Where’s Waldo: Finding Identity in Big Data
Big Data creates big problems for finding identity information. As organizations shift to predominantly online interactions with their customers, they are collecting petabytes of data about individuals at evermore breakneck pace. Organizations want to quickly respond and even anticipate their customer’s’ needs. That means increasingly surrounding their customers with digital services across Web, mobile, home, auto, wearable and AI channels. Personal data of all sorts ranging from highly identifiable to preferences and geolocation is collected across application touchpoints creating personal data sprawl and spread that has proved impossible to track or trace.
And that’s the rub, data unaccounted is effectively unknown. Unknown data is not however invisible; it’s just vulnerable. Knowing a customer today requires a company know their customer’s data. Preserving that customer’s loyalty requires a company protect that customer’s data. But you can’t protect what you don’t know about and so now more than ever organizations must know their customer data. But finding specific customer data in big data can feel like trying to find Waldo in a sea of Waldo’s, lots of similar looking stuff with no ability to figure out who’s who and what’s what.

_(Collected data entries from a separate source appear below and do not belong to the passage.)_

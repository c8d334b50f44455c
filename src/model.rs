//! Persisted entity types shared across stages.
//!
//! These are the shapes the repository stores and the stages exchange. Every
//! snapshot the repository writes carries `STATE_SCHEMA_VERSION` so future
//! migrations can detect stale state files.

use chrono::Utc;
use serde::{Deserialize, Serialize};

/// Current schema version for the repository state snapshot.
pub const STATE_SCHEMA_VERSION: u32 = 1;

/// Current schema version for imported template documents.
pub const TEMPLATE_SCHEMA_VERSION: u32 = 1;

/// Epoch milliseconds, the timestamp unit used throughout persisted state.
pub fn now_millis() -> i64 {
    Utc::now().timestamp_millis()
}

/// Today's date as `YYYY-MM-DD`, used in clean/archive folder names.
pub fn today_stamp() -> String {
    Utc::now().format("%Y-%m-%d").to_string()
}

/// A file as reported by the storage provider during a scan.
#[derive(Debug, Clone, Serialize, Deserialize, PartialEq, Eq)]
pub struct ScannedFile {
    pub id: String,
    pub name: String,
    pub mime_type: String,
    /// Slash-joined path from the scan root, filled in during traversal.
    #[serde(default)]
    pub path: Option<String>,
    #[serde(default)]
    pub size: Option<u64>,
    /// Provider-supplied content hash when available.
    #[serde(default)]
    pub content_hash: Option<String>,
    /// Last-modified time in epoch milliseconds.
    #[serde(default)]
    pub modified_at: Option<i64>,
}

/// Stage kind; one persisted run per stage invocation.
#[derive(Debug, Clone, Copy, PartialEq, Eq, Serialize, Deserialize)]
pub enum RunType {
    Scan,
    Plan,
    Copy,
    Promote,
}

impl std::fmt::Display for RunType {
    fn fmt(&self, f: &mut std::fmt::Formatter<'_>) -> std::fmt::Result {
        let s = match self {
            RunType::Scan => "SCAN",
            RunType::Plan => "PLAN",
            RunType::Copy => "COPY",
            RunType::Promote => "PROMOTE",
        };
        f.pad(s)
    }
}

#[derive(Debug, Clone, Copy, PartialEq, Eq, Serialize, Deserialize)]
#[serde(rename_all = "snake_case")]
pub enum RunStatus {
    Pending,
    Running,
    Completed,
    Failed,
}

#[derive(Debug, Clone, Copy, PartialEq, Eq, Serialize, Deserialize)]
#[serde(rename_all = "snake_case")]
pub enum RunMode {
    Cleanup,
    Ingest,
}

/// Physical folder ids accumulated across the stages of one cleanup flow.
#[derive(Debug, Clone, Default, Serialize, Deserialize, PartialEq, Eq)]
pub struct RunLinks {
    #[serde(default)]
    pub original_folder_id: Option<String>,
    #[serde(default)]
    pub clean_folder_id: Option<String>,
    #[serde(default)]
    pub promoted_folder_id: Option<String>,
    #[serde(default)]
    pub archived_folder_id: Option<String>,
}

/// One execution instance of a stage, with persisted status and progress.
///
/// Status and progress transitions are owned exclusively by the job runner;
/// everything else is set at creation or by the stage that completes it.
#[derive(Debug, Clone, Serialize, Deserialize)]
pub struct Run {
    pub id: String,
    pub workspace_id: String,
    #[serde(default)]
    pub template_id: Option<String>,
    #[serde(default)]
    pub company_folder_id: Option<String>,
    #[serde(default)]
    pub company_name: Option<String>,
    #[serde(default)]
    pub mode: Option<RunMode>,
    pub run_type: RunType,
    pub status: RunStatus,
    /// 0-100, monotonically non-decreasing while the run is live.
    pub progress: u8,
    pub started_at: i64,
    #[serde(default)]
    pub completed_at: Option<i64>,
    #[serde(default)]
    pub error_message: Option<String>,
    #[serde(default)]
    pub links: RunLinks,
}

/// Which router produced a plan item's proposed destination.
#[derive(Debug, Clone, Copy, PartialEq, Eq, Serialize, Deserialize)]
#[serde(rename_all = "snake_case")]
pub enum RouterType {
    Keyword,
    Llm,
    Other,
}

/// Human review verdict on a plan item.
#[derive(Debug, Clone, Copy, PartialEq, Eq, Serialize, Deserialize)]
#[serde(rename_all = "snake_case")]
pub enum ItemDecision {
    Approved,
    Overridden,
    Excluded,
}

/// One file's proposed (and eventually reviewed) routing destination.
#[derive(Debug, Clone, Serialize, Deserialize)]
pub struct PlanItem {
    pub id: String,
    pub run_id: String,
    pub file_id: String,
    pub file_name: String,
    #[serde(default)]
    pub mime_type: Option<String>,
    pub source_path: String,
    pub target_path: String,
    #[serde(default)]
    pub proposed_folder_key: Option<String>,
    /// Set by review when the decision is `Overridden`.
    #[serde(default)]
    pub final_folder_key: Option<String>,
    pub confidence: f64,
    pub router_type: RouterType,
    pub decision: ItemDecision,
    pub needs_approval: bool,
    #[serde(default)]
    pub reason: Option<String>,
    #[serde(default)]
    pub keyword_matches: Vec<String>,
    pub created_at: i64,
}

impl PlanItem {
    /// The folder key the COPY stage should honor: review override first,
    /// planner proposal otherwise.
    pub fn effective_folder_key(&self) -> Option<&str> {
        self.final_folder_key
            .as_deref()
            .or(self.proposed_folder_key.as_deref())
    }
}

/// The grouping criterion a duplicate flag was derived from.
#[derive(Debug, Clone, Copy, PartialEq, Eq, Serialize, Deserialize)]
pub enum DuplicateBasis {
    #[serde(rename = "content-hash")]
    ContentHash,
    #[serde(rename = "name+size")]
    NameSize,
    #[serde(rename = "name+mimetype")]
    NameMime,
}

impl std::fmt::Display for DuplicateBasis {
    fn fmt(&self, f: &mut std::fmt::Formatter<'_>) -> std::fmt::Result {
        let s = match self {
            DuplicateBasis::ContentHash => "content-hash",
            DuplicateBasis::NameSize => "name+size",
            DuplicateBasis::NameMime => "name+mimetype",
        };
        f.pad(s)
    }
}

#[derive(Debug, Clone, Copy, PartialEq, Eq, Serialize, Deserialize)]
#[serde(rename_all = "snake_case")]
pub enum DuplicateSeverity {
    Exact,
    Probable,
}

impl std::fmt::Display for DuplicateSeverity {
    fn fmt(&self, f: &mut std::fmt::Formatter<'_>) -> std::fmt::Result {
        let s = match self {
            DuplicateSeverity::Exact => "exact",
            DuplicateSeverity::Probable => "probable",
        };
        f.pad(s)
    }
}

/// A cluster of files flagged as duplicates under one basis.
#[derive(Debug, Clone, Serialize, Deserialize)]
pub struct DuplicateFlag {
    pub id: String,
    #[serde(default)]
    pub run_id: Option<String>,
    pub workspace_id: String,
    pub group_id: String,
    /// At least two members, in discovery order.
    pub file_ids: Vec<String>,
    pub basis: DuplicateBasis,
    pub severity: DuplicateSeverity,
    pub detected_at: i64,
}

/// A node in a template's folder tree.
///
/// `key` is the stable semantic identifier referenced by routing rules, plan
/// items, and expected items; it survives renames and moves and is never
/// regenerated once assigned. `path` is derived by `resolve_paths` and never
/// hand-edited.
#[derive(Debug, Clone, Serialize, Deserialize, PartialEq, Eq)]
pub struct FolderNode {
    #[serde(default)]
    pub id: String,
    #[serde(default)]
    pub key: String,
    pub name: String,
    #[serde(default)]
    pub path: String,
    #[serde(default)]
    pub children: Vec<FolderNode>,
}

/// An ordered keyword rule: any keyword substring-matching the filename
/// routes the file to `target_path`. Higher priority wins.
#[derive(Debug, Clone, Serialize, Deserialize)]
pub struct RoutingRule {
    #[serde(default)]
    pub id: String,
    pub folder_key: String,
    pub keywords: Vec<String>,
    pub target_path: String,
    pub priority: i32,
}

#[derive(Debug, Clone, Copy, PartialEq, Eq, Serialize, Deserialize)]
#[serde(rename_all = "snake_case")]
pub enum SearchScope {
    FolderOnly,
    Subtree,
}

#[derive(Debug, Clone, Copy, PartialEq, Eq, Serialize, Deserialize)]
pub enum ItemPriority {
    Essential,
    Important,
    #[serde(rename = "Nice-to-have")]
    NiceToHave,
}

/// A compliance expectation: some file matching these criteria should exist
/// under the template folder identified by `folder_key`.
#[derive(Debug, Clone, Serialize, Deserialize)]
pub struct ExpectedItem {
    #[serde(default)]
    pub id: String,
    pub name: String,
    pub folder_key: String,
    #[serde(default)]
    pub keywords: Vec<String>,
    #[serde(default)]
    pub required_mime_types: Vec<String>,
    pub search_scope: SearchScope,
    /// When set, evidence must additionally be newer than this many days.
    #[serde(default)]
    pub recency_days: Option<u32>,
    pub priority: ItemPriority,
}

/// A folder template: the canonical tree plus routing rules and expectations.
#[derive(Debug, Clone, Serialize, Deserialize)]
pub struct Template {
    pub id: String,
    pub name: String,
    pub version: u32,
    pub folder_tree: FolderNode,
    #[serde(default)]
    pub routing_rules: Vec<RoutingRule>,
    #[serde(default)]
    pub expected_items: Vec<ExpectedItem>,
    pub created_at: i64,
}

Hard Doesn’t Mean Impossible, and GDPR Doesn’t Mean Voluntary
There was a time in the not too distant past when knowing your customer data seemed like more burden than benefit to many companies. Data accounting meant accountability and shining a bright light on something too sensitive could reveal surprises – surprises that all of a sudden become the liability of the company. But times have changed, breaches are now a daily occurrence raising pressure for companies to do something to make their customer data less vulnerable. Moreover as businesses compete online he or she who knows the customer best will win the customer. If knowledge is power, data knowledge is rocket fuel.
But even if revenue and security are still not motivation enough for a company to know their customer data, increasingly organizations are waking up to the reality that data knowledge is the law. Around the world new privacy regulations require organizations to know what data they have on an individual and the penalties for not knowing are steep. No where is this perhaps better exampled than Europe where the right to privacy is increasingly viewed as a constitutional right and right to privacy means a right to one’s data.
With the introduction of the EU General Data Protection Regulation (GDPR), organizations are legally obligated to provide or delete their customer’s data upon that customer’s request. Penalties for not doing so can reach as high 4% of global revenue across the EU or even 10% in select countries. GDPR enshrines the concept that companies are only custodians of consumer or employee data. The data remains the property of the citizen. Failure to live up to that standard may hobble a company. Privacy protection may not be enough carrot for all organizations to find and inventory their data but regulations like GDPR will certainly provide a motivating stick for those unconvinced.
Have You Heard The One About the Needle and the Haystack
Knowing your identity data is good for business. it’s good for security. It’s good for privacy. Increasingly it’s also the law in a growing number of countries around the world. But finding identity data in big data is already hard, finding an identity in big data is even harder.
Finding certain types of PII (personal identifiable information) is not a revolutionary ask. Enterprises have been going about the business of finding certain kinds of PII in their data for years for reasons ranging from marketing to security. Let’s take the example of a national ID like social security number. This data is at once highly identifiable and highly sensitive. It also happens to be protected in many industries by regulation. For that reason many organizations have already embarked on an effort to find and catalogue this data. But the tools to do so leave much to be desired. They can find nine digit numbers in databases but can’t span all data sources. Usually, they can’t distinguish between between similar looking numbers. They can’t provide any visibility around usage. And perhaps most importantly can’t figure out who the data belongs to.
Of course knowing your customer data is more than just knowing their social security number. It’s knowing their name, their address, preferences, documents, geolocation, their IP address – everything about them or by them. This is a harder ask. It requires an ability to find all kinds of data – sometime without advance knowledge – in all kinds of places. It’s like finding multiple needles in multiple haystacks. But even then that may not be enough for to satisfy regulations like GDPR is also necessary to know which needles come from what pack. It’s about finding the hard to find and then organizing it by person or “data subject”.
Finding identity in Big Data requires an ability to find identity information and then figuring out what identity information belongs to what identity. But that’s not the end. To really know your customer’s data, you need to know what it is, where it is, who it belongs to, where is it going and where has it been. If knowledge is power then why settle for cola and baking soda when you can have metallic hydrogen?
New tools like BigID upend traditional approaches to finding, inventorying and mapping personal data. They dispense with structured searches based on archaic regular expressions. They rely on identity context to find and sort identity data at scale. BigID builds on big data, machine learning and identity correlation to figure out what’s what and who’s who. Its aim is not to find one social security number but to map all social security numbers and related identity information into an identity graph. It’s about building an Atlas: maps that show locations, maps that show access, maps that show residency, maps that show data flows.
Knowing your customer begins with knowing their data. But finding Waldo in your data requires a map. Tools like BigID help organizations build a data atlas for better customer service, better customer security and better customer privacy.